Neuromod Devices Ltd., an Irish medical device company specializing in tinnitus, has successfully closed a €10 million equity financing to expand the availability of its tinnitus treatment device, Lenire.

Neuromod has raised €10 million of equity in an expansion of its Series B fundraisings. The financing was oversubscribed and was led by existing investors Fountain Healthcare Partners and Panakès Partners, backing Neuromod’s mission to advance tinnitus care for patients globally.

Neuromod has been making Lenire available through audiology and ENT practices throughout the United States and Europe. Proceeds from the financing will be used to meet demand for Lenire through sustainable commercial expansion in the U.S. and Europe and expand on existing opportunities in the U.S. Department of Veterans Affairs (USVA). 

Expanding Availability

Following FDA approval in March 2023, more than 100 clinics throughout the U.S. now treat tinnitus patients with Lenire. Availability of Lenire has also expanded in Europe with clinics in 14 countries now using the device. In the last 6 months, the number of clinics in the UK trained to use Lenire has doubled, and it is available to patients in Sweden for the first time. 

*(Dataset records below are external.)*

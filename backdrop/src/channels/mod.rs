//! How node outputs are merged into the running graph state.
//!
//! See [`StateUpdater`]; the default replaces the whole state, field-based updaters
//! merge per field (e.g. append to a list written by several fan-out tasks).

mod updater;

pub use updater::{boxed_updater, BoxedStateUpdater, FieldBasedUpdater, ReplaceUpdater, StateUpdater};
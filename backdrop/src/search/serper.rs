//! Google search via the Serper API (https://serper.dev).
//!
//! `POST {base}/{category}` with `{"q": query}` and the `X-API-KEY` header. The
//! response carries results under a key named after the category (`news`, `images`,
//! ...) or under `organic` for plain web search.
//!
//! Requires `SERPER_API_KEY` in environment or passed via constructor.

use std::sync::Arc;

use async_trait::async_trait;
use serde_json::json;
use tracing::debug;

use super::{SearchError, SearchProvider, SearchResult};

const SERPER_API_BASE: &str = "https://google.serper.dev";
const API_KEY_ENV: &str = "SERPER_API_KEY";

pub struct SerperSearch {
    /// Sent as the `X-API-KEY` header.
    api_key: Arc<str>,
    base_url: String,
    client: reqwest::Client,
}

impl SerperSearch {
    pub fn new(api_key: impl Into<Arc<str>>) -> Self {
        Self {
            api_key: api_key.into(),
            base_url: SERPER_API_BASE.to_string(),
            client: reqwest::Client::new(),
        }
    }

    /// Reads `SERPER_API_KEY` and the optional `SERPER_BASE_URL`.
    pub fn from_env() -> Result<Self, SearchError> {
        let key = std::env::var(API_KEY_ENV)
            .ok()
            .filter(|k| !k.trim().is_empty())
            .ok_or(SearchError::MissingApiKey(API_KEY_ENV))?;
        let search = Self::new(key);
        Ok(match std::env::var("SERPER_BASE_URL") {
            Ok(base) if !base.trim().is_empty() => search.with_base_url(base),
            _ => search,
        })
    }

    pub fn with_base_url(mut self, base_url: impl Into<String>) -> Self {
        self.base_url = base_url.into().trim_end_matches('/').to_string();
        self
    }

    pub fn with_client(mut self, client: reqwest::Client) -> Self {
        self.client = client;
        self
    }
}

/// Maps a Serper response body to results, reading `category` then `organic`.
/// Entries without a `link` are skipped.
pub(crate) fn parse_results(
    body: &serde_json::Value,
    category: &str,
) -> Result<Vec<SearchResult>, SearchError> {
    let entries = body
        .get(category)
        .or_else(|| body.get("organic"))
        .and_then(|v| v.as_array());
    let Some(entries) = entries else {
        if body.is_object() {
            return Ok(Vec::new());
        }
        return Err(SearchError::Decode("response is not a JSON object".to_string()));
    };
    let text = |e: &serde_json::Value, key: &str| {
        e.get(key).and_then(|v| v.as_str()).map(|s| s.to_string())
    };
    Ok(entries
        .iter()
        .filter_map(|e| {
            let link = text(e, "link")?;
            Some(SearchResult {
                link,
                title: text(e, "title"),
                snippet: text(e, "snippet"),
                date: text(e, "date"),
                source: text(e, "source"),
            })
        })
        .collect())
}

#[async_trait]
impl SearchProvider for SerperSearch {
    async fn search(&self, query: &str, category: &str) -> Result<Vec<SearchResult>, SearchError> {
        let url = format!("{}/{}", self.base_url, category);
        debug!(url = %url, query = %query, "serper search");
        let response = self
            .client
            .post(&url)
            .header("X-API-KEY", self.api_key.as_ref())
            .json(&json!({ "q": query }))
            .send()
            .await
            .map_err(|e| SearchError::Transport(format!("request failed: {}", e)))?;

        let status = response.status();
        if !status.is_success() {
            let body = response.text().await.unwrap_or_default();
            return Err(SearchError::Status {
                status: status.as_u16(),
                body,
            });
        }

        let body: serde_json::Value = response
            .json()
            .await
            .map_err(|e| SearchError::Decode(e.to_string()))?;
        let results = parse_results(&body, category)?;
        debug!(query = %query, count = results.len(), "serper results");
        Ok(results)
    }
}
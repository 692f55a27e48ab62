//! Node middleware: wrap node.run with external async logic (around pattern).
//!
//! Set via `StateGraph::with_middleware`. Wraps every node run, fan-out tasks included.

use async_trait::async_trait;
use futures::future::BoxFuture;
use std::fmt::Debug;

use crate::error::PipelineError;

use super::Next;

/// Future returned by a node run.
pub type NodeFuture<S> = BoxFuture<'static, Result<(S, Next), PipelineError>>;

/// The wrapped node run handed to middleware; must be called to execute the node.
pub type NodeRun<S> = Box<dyn FnOnce(S) -> NodeFuture<S> + Send>;

/// Async middleware that wraps node.run.
///
/// Can decide when to call `inner`, inspect or modify results, etc.
#[async_trait]
pub trait NodeMiddleware<S>: Send + Sync
where
    S: Clone + Send + Sync + Debug + 'static,
{
    /// - `node_id`: current node id
    /// - `state`: state passed to the node
    /// - `inner`: actual node.run logic
    async fn around_run(
        &self,
        node_id: &str,
        state: S,
        inner: NodeRun<S>,
    ) -> Result<(S, Next), PipelineError>;
}
//! Routed edges: conditional (state → one next node) and fan-out (state → N tasks).
//!
//! **Interaction**: Used by `StateGraph::add_conditional_edges` / `add_fan_out` and by
//! the `CompiledStateGraph` run loop to resolve what runs after a routed node.

use std::collections::HashMap;
use std::fmt::Debug;
use std::sync::Arc;

use super::Dispatch;

/// Router function: takes a reference to state and returns a routing key.
///
/// The key is used as the next node id when no path map is provided, or
/// looked up in the path map to get the next node id (or END).
pub type ConditionalRouterFn<S> = Arc<dyn Fn(&S) -> String + Send + Sync>;

/// Fan-out router: turns the current state into a list of tasks, one per item
/// of a collection only known at run time. An empty list schedules nothing.
pub type FanOutRouterFn<S> = Arc<dyn Fn(&S) -> Vec<Dispatch<S>> + Send + Sync>;

/// Conditional edge definition: routing function plus optional path map.
///
/// - When `path_map` is `None`, the router's return value is used directly as the next node id.
/// - When `path_map` is `Some(map)`, the router's return value is used as the key;
///   the next node id is `map[key]` if present, otherwise the key itself.
#[derive(Clone)]
pub struct ConditionalRouter<S> {
    pub(super) path: ConditionalRouterFn<S>,
    pub(super) path_map: Option<HashMap<String, String>>,
}

impl<S> ConditionalRouter<S>
where
    S: Clone + Send + Sync + Debug + 'static,
{
    pub fn new(path: ConditionalRouterFn<S>, path_map: Option<HashMap<String, String>>) -> Self {
        Self { path, path_map }
    }

    /// Resolves the next node id (or END) from the current state.
    pub fn resolve_next(&self, state: &S) -> String {
        let key = (self.path)(state);
        self.path_map
            .as_ref()
            .and_then(|m| m.get(&key))
            .cloned()
            .unwrap_or(key)
    }
}

/// Fan-out edge definition: router, the node ids tasks may target, and the join node.
///
/// `join` is filled in at compile time from the targets' shared outgoing edge; the run
/// continues there once every task has finished.
#[derive(Clone)]
pub struct FanOutRouter<S> {
    pub(super) route: FanOutRouterFn<S>,
    pub(super) targets: Vec<String>,
    pub(super) join: String,
}

impl<S> FanOutRouter<S>
where
    S: Clone + Send + Sync + Debug + 'static,
{
    pub fn new(route: FanOutRouterFn<S>, targets: Vec<String>) -> Self {
        Self {
            route,
            targets,
            join: String::new(),
        }
    }

    /// Tasks to schedule for the current state.
    pub fn dispatches(&self, state: &S) -> Vec<Dispatch<S>> {
        (self.route)(state)
    }

    /// Node ids tasks may be addressed to.
    pub fn targets(&self) -> &[String] {
        &self.targets
    }

    /// Node (or END) the run continues with after the fan-out drains.
    pub fn join(&self) -> &str {
        &self.join
    }
}

/// How to determine the next node after a given node runs.
#[derive(Clone)]
pub enum NextEntry<S> {
    /// Single fixed next node (or END). The node's `Next` is still respected.
    Unconditional(String),
    /// Next node is decided by the router from state; the node's `Next` is ignored.
    Conditional(ConditionalRouter<S>),
    /// Run the routed tasks concurrently, fold their outputs, then continue at the join.
    FanOut(FanOutRouter<S>),
}
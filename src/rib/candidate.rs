// SPDX-License-Identifier: EUPL-1.2-or-later
// Copyright © 2026-present ARI Contributors

//! Neighbour-Candidate set: peers we could reach if a common lower DIF
//! exists, gossipped via the `Neighbors` RIB object (§4.4
//! `neighbors_handler`).

use serde::{Deserialize, Serialize};
use std::collections::HashMap;

use crate::name::Name;

#[derive(Debug, Clone, PartialEq, Eq, Serialize, Deserialize)]
pub struct NeighborCandidate {
    pub name: Name,
    pub address: u64,
    pub lower_difs: Vec<String>,
}

#[derive(Debug, Default)]
pub struct NeighborCandidateSet {
    candidates: HashMap<String, NeighborCandidate>,
}

impl NeighborCandidateSet {
    pub fn new() -> Self {
        Self::default()
    }

    /// Merges an incoming batch of candidates. Entries naming `self_name`
    /// are dropped (self-entries are ignored); entries sharing no lower
    /// DIF with `our_lower_difs` are discarded, since they are
    /// unreachable without another layer.
    pub fn merge(
        &mut self,
        incoming: &[NeighborCandidate],
        self_name: &Name,
        our_lower_difs: &[String],
    ) -> Vec<NeighborCandidate> {
        let mut accepted = Vec::new();
        for cand in incoming {
            if &cand.name == self_name {
                continue;
            }
            let reachable = cand
                .lower_difs
                .iter()
                .any(|d| our_lower_difs.iter().any(|o| o == d));
            if !reachable {
                continue;
            }
            self.candidates
                .insert(cand.name.canonical(), cand.clone());
            accepted.push(cand.clone());
        }
        accepted
    }

    pub fn insert(&mut self, candidate: NeighborCandidate) {
        self.candidates
            .insert(candidate.name.canonical(), candidate);
    }

    pub fn contains_address(&self, address: u64) -> bool {
        self.candidates.values().any(|c| c.address == address)
    }

    pub fn all(&self) -> Vec<NeighborCandidate> {
        self.candidates.values().cloned().collect()
    }

    pub fn len(&self) -> usize {
        self.candidates.len()
    }

    pub fn is_empty(&self) -> bool {
        self.candidates.is_empty()
    }
}

#[cfg(test)]
mod tests {
    use super::*;

    #[test]
    fn self_entries_are_ignored() {
        let mut set = NeighborCandidateSet::new();
        let me = Name::new("me");
        let accepted = set.merge(
            &[NeighborCandidate {
                name: me.clone(),
                address: 1,
                lower_difs: vec!["L".into()],
            }],
            &me,
            &["L".into()],
        );
        assert!(accepted.is_empty());
        assert!(set.is_empty());
    }

    #[test]
    fn candidates_without_common_lower_dif_are_discarded() {
        let mut set = NeighborCandidateSet::new();
        let accepted = set.merge(
            &[NeighborCandidate {
                name: Name::new("peer"),
                address: 2,
                lower_difs: vec!["OTHER".into()],
            }],
            &Name::new("me"),
            &["L".into()],
        );
        assert!(accepted.is_empty());
    }

    #[test]
    fn reachable_candidates_are_kept() {
        let mut set = NeighborCandidateSet::new();
        let accepted = set.merge(
            &[NeighborCandidate {
                name: Name::new("peer"),
                address: 2,
                lower_difs: vec!["L".into()],
            }],
            &Name::new("me"),
            &["L".into()],
        );
        assert_eq!(accepted.len(), 1);
        assert!(set.contains_address(2));
    }
}
impl ShimHv {
    pub fn spawn<T: HvTransport>(dif_name: impl Into<String>, transport: T) -> (Self, ShimChannel) {
        let (cmd_tx, cmd_rx) = mpsc::channel(256);
        let (up_tx, up_rx) = mpsc::channel(256);
        let dispatcher = Dispatcher {
            transport: Arc::new(transport),
            local_name: None,
            next_port: 1,
            next_event_id: 1,
            pending_requests: HashMap::new(),
            pending_inbound: HashMap::new(),
            ports: HashMap::new(),
            up_tx,
        };
        tokio::spawn(dispatcher.run(cmd_rx));
        (
            ShimHv {
                dif_name: dif_name.into(),
                cmd_tx,
            },
            ShimChannel { from_shim: up_rx },
        )
    }

    async fn call<T>(
        &self,
        make: impl FnOnce(oneshot::Sender<Result<T, ShimError>>) -> Command,
    ) -> Result<T, ShimError> {
        let (resp_tx, resp_rx) = oneshot::channel();
        self.cmd_tx
            .send(make(resp_tx))
            .await
            .map_err(|_| ShimError::SocketClosed)?;
        resp_rx.await.map_err(|_| ShimError::SocketClosed)?
    }

    /// Accepts or rejects a pending inbound flow surfaced as
    /// `FaReqArrived`, replying FA_RESP over the control channel.
    pub async fn respond(&self, port_id: u32, accept: bool) {
        let _ = self.cmd_tx.send(Command::Respond { port_id, accept }).await;
    }
}

impl Shim for ShimHv {
    fn dif_name(&self) -> &str {
        &self.dif_name
    }

    async fn register(&self, name: Name) -> Result<(), ShimError> {
        self.call(|resp| Command::Register { name, resp }).await
    }

    async fn unregister(&self, name: &Name) -> Result<(), ShimError> {
        self.call(|resp| Command::Unregister {
            name: name.clone(),
            resp,
        })
        .await
    }

    async fn allocate(&self, _src_appl: &Name, dst_appl: &Name) -> Result<u32, ShimError> {
        self.call(|resp| Command::Allocate {
            dst_appl: dst_appl.clone(),
            resp,
        })
        .await
    }

    async fn send(&self, port_id: u32, bytes: Vec<u8>) -> Result<(), ShimError> {
        self.call(|resp| Command::Send {
            port_id,
            bytes,
            resp,
        })
        .await
    }

    async fn deallocate(&self, port_id: u32) -> Result<(), ShimError> {
        self.call(|resp| Command::Deallocate { port_id, resp }).await
    }

    async fn accept(&self, port_id: u32, accept: bool) {
        self.respond(port_id, accept).await
    }
}

struct PendingRequest {
    resp: oneshot::Sender<Result<u32, ShimError>>,
    port_id: u32,
}

/// Owns all mutable shim-hv state and the transport handle; the only task
/// that ever touches either (§5: single-owner discipline).
struct Dispatcher<T: HvTransport> {
    transport: Arc<T>,
    local_name: Option<Name>,
    next_port: u32,
    next_event_id: u32,
    /// Outbound FA_REQs awaiting a FA_RESP, keyed by event-id.
    pending_requests: HashMap<u32, PendingRequest>,
    /// Inbound FA_REQs awaiting the event loop's accept/reject, keyed by
    /// the port-id surfaced in `FaReqArrived`.
    pending_inbound: HashMap<u32, (u32, Name)>,
    /// Confirmed open ports, mapped to the peer name they were opened
    /// with (best-effort; the far side of an accepted inbound request is
    /// recorded from its FA_REQ).
    ports: HashMap<u32, Name>,
    up_tx: mpsc::Sender<KernelMessage>,
}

In June 2024, Neuromod was awarded a Federal Supply Schedule 65 II Medical Equipment and Supply Contract from the U.S. government, making Lenire a treatment option for the 2.9 million U.S. military veterans living with tinnitus through the USVA. 35 USVA facilities have been trained to provide treatment with Lenire with more scheduled for training in 2025.

Real-World Evidence

Positive results for tinnitus patients treated with Lenire in real-world settings at independent USA-based clinics have been compiled with a base of over 1,500 patients that continues to grow. In what will be the first of a series of planned real-world evidence publications, results from Alaska Hearing & Tinnitus Center showed that 91.5% of 220 patients reported clinically significant improvement in their tinnitus. This data is consistent with, and in many instances outperforms, data from Lenire’s large-scale clinical trials.

These results followed the publication of Lenire’s pivotal controlled clinical trial results, which led to U.S. FDA approval and featured as the cover-story in peer-reviewed journal, Nature Communications.

“We are delighted to announce an oversubscribed financing at a pivotal time when we are driving forward with our mission of making Neuromod the category creator for tinnitus globally,” says Ross O’Neill, PhD, founder and CEO of Neuromod. “Tinnitus is the largest unmet need in hearing healthcare globally and is the number one service-connected disability among US veterans and military personnel. I am proud of the progress Neuromod is making to deliver our market-surpassing treatment to as many tinnitus patients as possible while enabling care providers’ expertise to be commercially rewarded. I am also grateful for the continued support of our investors who share our vision of advancing tinnitus care globally.”